La lutte contre les discriminations, les dispositifs de discrimination positive ou la parité sont les témoins d’une demande exponentielle de justice sociale. Mais l’égalité suffit-elle à faire une société juste ?

Aussi étrange que cela puisse paraître, la justice sociale et les sentiments d’injustice n’ont guère passionné la vie intellectuelle et scientifique française jusqu’au début des années 1990. La domination et le pouvoir intéressaient plus les chercheurs que la justice sociale. Il ne semblait pas nécessaire de se demander dans quelle mesure certaines inégalités étaient plus injustes ou plus acceptables que d’autres et de s’interroger sur les conceptions individuelles et collectives de la justice, cela intéressant surtout les psychologues, Jean Piaget et Lawrence Kohlberg étant les plus connus, et les philosophes du contrat social.

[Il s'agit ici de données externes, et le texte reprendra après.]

fn pair_row_unresolved(subject: &PairingCandidate) -> SwitchPairRow {
    SwitchPairRow {
        fabric_name: subject.fabric.fabric_name.clone(),
        fabric_label: subject.fabric.fabric_label.clone(),
        switch_name: subject.switch_name.clone(),
        switch_wwn: subject.switch_wwn.clone(),
        partner_wwn: None,
        candidate_wwns: Vec::new(),
        pairing_type: None,
        confidence: None,
    }
}

/// Verifies A→B ⇒ B→A and flags partners claimed more than once. Reported,
/// never auto-corrected.
fn audit_symmetry(fabric_name: &str, rows: &[SwitchPairRow]) -> PairingAudit {
    let mut audit = PairingAudit {
        fabric_name: fabric_name.to_string(),
        ..Default::default()
    };

    let partner_of: HashMap<&str, &str> = rows
        .iter()
        .filter_map(|r| {
            r.partner_wwn
                .as_deref()
                .map(|p| (r.switch_wwn.as_str(), p))
        })
        .collect();

    let mut claims: HashMap<&str, usize> = HashMap::new();
    for partner in partner_of.values() {
        *claims.entry(partner).or_insert(0) += 1;
    }

    for row in rows {
        let partner = match row.partner_wwn.as_deref() {
            Some(p) => p,
            None => continue,
        };
        if claims.get(partner).copied().unwrap_or(0) > 1 {
            audit.duplicated += 1;
            audit.asymmetries.push(format!(
                "{}: partner {} is claimed by multiple switches",
                row.switch_name, partner
            ));
            continue;
        }
        match partner_of.get(partner) {
            Some(back) if *back == row.switch_wwn => audit.ok += 1,
            Some(back) => {
                audit.absent += 1;
                audit.asymmetries.push(format!(
                    "{}: partner {} points back to {} instead",
                    row.switch_name, partner, back
                ));
            }
            None => {
                audit.absent += 1;
                audit.asymmetries.push(format!(
                    "{}: partner {} resolved no pairing of its own",
                    row.switch_name, partner
                ));
            }
        }
    }

    audit
}

#[cfg(test)]
mod tests {
    use super::*;

    fn thresholds() -> PairingThresholds {
        PairingThresholds {
            min_overlap_ratio: 0.5,
            min_name_similarity: 0.8,
        }
    }

    fn candidate(
        label: &str,
        name: &str,
        wwn: &str,
        devices: &[&str],
        enclosure: Option<&str>,
    ) -> PairingCandidate {
        PairingCandidate {
            fabric: FabricKey {
                fabric_name: "PROD".into(),
                fabric_label: label.into(),
            },
            switch_name: name.into(),
            switch_wwn: wwn.into(),
            switch_model: Some(162),
            switch_mode: "Native".into(),
            device_labels: devices.iter().map(|d| d.to_string()).collect(),
            enclosure: enclosure.map(str::to_string),
        }
    }

    #[test]
    fn test_device_overlap_pairs_mutually() {
        let candidates = vec![
            candidate("A", "SW_PROD_A1", "w:a1", &["esx-01", "esx-02", "esx-03"], None),
            candidate("B", "SW_PROD_B1", "w:b1", &["esx-01", "esx-02", "esx-04"], None),
            candidate("B", "SW_OTHER_B2", "w:b2", &["db-09"], None),
        ];
        let stats = ProcessingStats::new();
        let (rows, audit) = resolve_pairs("PROD", &candidates, thresholds(), &stats);

        let a1 = rows.iter().find(|r| r.switch_wwn == "w:a1").unwrap();
        assert_eq!(a1.partner_wwn.as_deref(), Some("w:b1"));
        assert_eq!(a1.pairing_type, Some(PairingType::DeviceOverlap));
        assert!((a1.confidence.unwrap() - 2.0 / 3.0).abs() < 1e-9);

        let b1 = rows.iter().find(|r| r.switch_wwn == "w:b1").unwrap();
        assert_eq!(b1.partner_wwn.as_deref(), Some("w:a1"));
        assert_eq!(audit.ok, 2);
        assert_eq!(audit.duplicated, 0);
    }

    #[test]
    fn test_overlap_below_threshold_falls_to_name_similarity() {
        let candidates = vec![
            candidate("A", "SW_EDGE_A7", "w:a7", &["h1", "h2", "h3", "h4", "h5"], None),
            // Only 1 of 5 devices shared (ratio 0.2), but the name matches
            candidate("B", "SW_EDGE_B7", "w:b7", &["h1", "x2", "x3"], None),
        ];
        let stats = ProcessingStats::new();
        let (rows, _) = resolve_pairs("PROD", &candidates, thresholds(), &stats);
        let a7 = rows.iter().find(|r| r.switch_wwn == "w:a7").unwrap();
        assert_eq!(a7.pairing_type, Some(PairingType::NameSimilarity));
        assert_eq!(a7.partner_wwn.as_deref(), Some("w:b7"));
    }

    #[test]
    fn test_name_similarity_tie_stays_ambiguous() {
        let candidates = vec![
            candidate("A", "SW_X_A1", "w:a1", &[], None),
            candidate("B", "SW_X_B1", "w:b1", &[], None),
            candidate("B", "SW_X_C1", "w:c1", &[], None),
        ];
        let stats = ProcessingStats::new();
        let (rows, _) = resolve_pairs("PROD", &candidates, thresholds(), &stats);
        let a1 = rows.iter().find(|r| r.switch_wwn == "w:a1").unwrap();
        // Both B-side names are one character away; the tie is kept
        assert_eq!(a1.partner_wwn, None);
        assert_eq!(a1.candidate_wwns.len(), 2);
        assert_eq!(a1.pairing_type, Some(PairingType::NameSimilarity));
    }

    #[test]
    fn test_colocation_fallback_for_zero_device_switches() {
        let candidates = vec![
            candidate("A", "IOM_LEFT", "w:l", &[], Some("ENC-01")),
            candidate("B", "IOM_RIGHT", "w:r", &[], Some("ENC-01")),
        ];
        let stats = ProcessingStats::new();
        let (rows, _) = resolve_pairs("PROD", &candidates, thresholds(), &stats);
        let left = rows.iter().find(|r| r.switch_wwn == "w:l").unwrap();
        assert_eq!(left.partner_wwn.as_deref(), Some("w:r"));
        assert_eq!(left.pairing_type, Some(PairingType::Colocation));
        assert_eq!(left.confidence, Some(1.0));
        assert_eq!(stats.get_info_count(InfoType::ColocationPairing), 2);
    }

    #[test]
    fn test_unpaired_switch_is_counted() {
        let candidates = vec![candidate("A", "SW_ALONE", "w:x", &["h1"], None)];
        let stats = ProcessingStats::new();
        let (rows, audit) = resolve_pairs("PROD", &candidates, thresholds(), &stats);
        assert_eq!(rows[0].partner_wwn, None);
        assert_eq!(rows[0].pairing_type, None);
        assert_eq!(stats.get_warning_count(WarningType::UnpairedSwitch), 1);
        assert_eq!(audit.ok, 0);
    }

    #[test]
    fn test_candidates_from_same_label_are_excluded() {
        let candidates = vec![
            candidate("A", "SW_Y_A1", "w:a1", &["h1", "h2"], None),
            // Same label: never a partner candidate, whatever the overlap
            candidate("A", "SW_Y_A2", "w:a2", &["h1", "h2"], None),
        ];
        let stats = ProcessingStats::new();
        let (rows, _) = resolve_pairs("PROD", &candidates, thresholds(), &stats);
        assert!(rows.iter().all(|r| r.partner_wwn.is_none()));
    }

    #[test]
    fn test_symmetry_audit_flags_duplicated_partner() {
        let candidates = vec![
            candidate("A", "SW_Z_A1", "w:a1", &["h1", "h2"], None),
            candidate("A", "SW_Z_A2", "w:a2", &["h1", "h2"], None),
            candidate("B", "SW_Z_B1", "w:b1", &["h1", "h2"], None),
        ];
        let stats = ProcessingStats::new();
        let (_, audit) = resolve_pairs("PROD", &candidates, thresholds(), &stats);
        // Both A-side switches claim the single B-side switch
        assert!(audit.duplicated >= 2);
        assert!(!audit.asymmetries.is_empty());
    }

    #[test]
    fn test_repair_pass_breaks_tie_using_zero_device_pool() {
        let candidates = vec![
            candidate("A", "AG_RACK12_A", "w:ra", &[], None),
            candidate("B", "AG_RACK12_B", "w:rb", &[], None),
            // Same similarity score as the B switch, but it has devices, so
            // the repair pass drops it from the pool and breaks the tie
            candidate("B", "AG_RACK12_C", "w:rc", &["h1"], None),
        ];
        let stats = ProcessingStats::new();
        let (rows, _) = resolve_pairs("PROD", &candidates, thresholds(), &stats);
        let ra = rows.iter().find(|r| r.switch_wwn == "w:ra").unwrap();
        assert_eq!(ra.partner_wwn.as_deref(), Some("w:rb"));
        assert_eq!(stats.get_info_count(InfoType::RepairPassPairing), 1);
    }
}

Au même moment, la scène intellectuelle américaine avait été dominée par Théorie de la justice de John Rawls (1971) et par tous les débats qu’il a entraînés, sans que la France, à l’exception de quelques spécialistes, paraisse concernée. La traduction du livre de J. Rawls en 1987 et, dans la foulée, des livres de Ronald Dworkin, Will Kymlicka, Robert Nozick, Michael Sandel, Philippe Van Parijs, Michael Walzer… et de nombreux autres, va élargir le regard sociologique hexagonal vers les questions de justice sociale 1. Un débat américain traverse l’Atlantique vers la France, de la même manière que, vingt ans plus tôt, la french theory avait conquis les campus américains. Mais on ne saurait expliquer l’intérêt pour les questions de justice sociale par la seule découverte tardive d’un best-seller intellectuel mondial. Encore fallait-il que le terrain soit favorable à de nouvelles questions et à la redécouverte de questions oubliées.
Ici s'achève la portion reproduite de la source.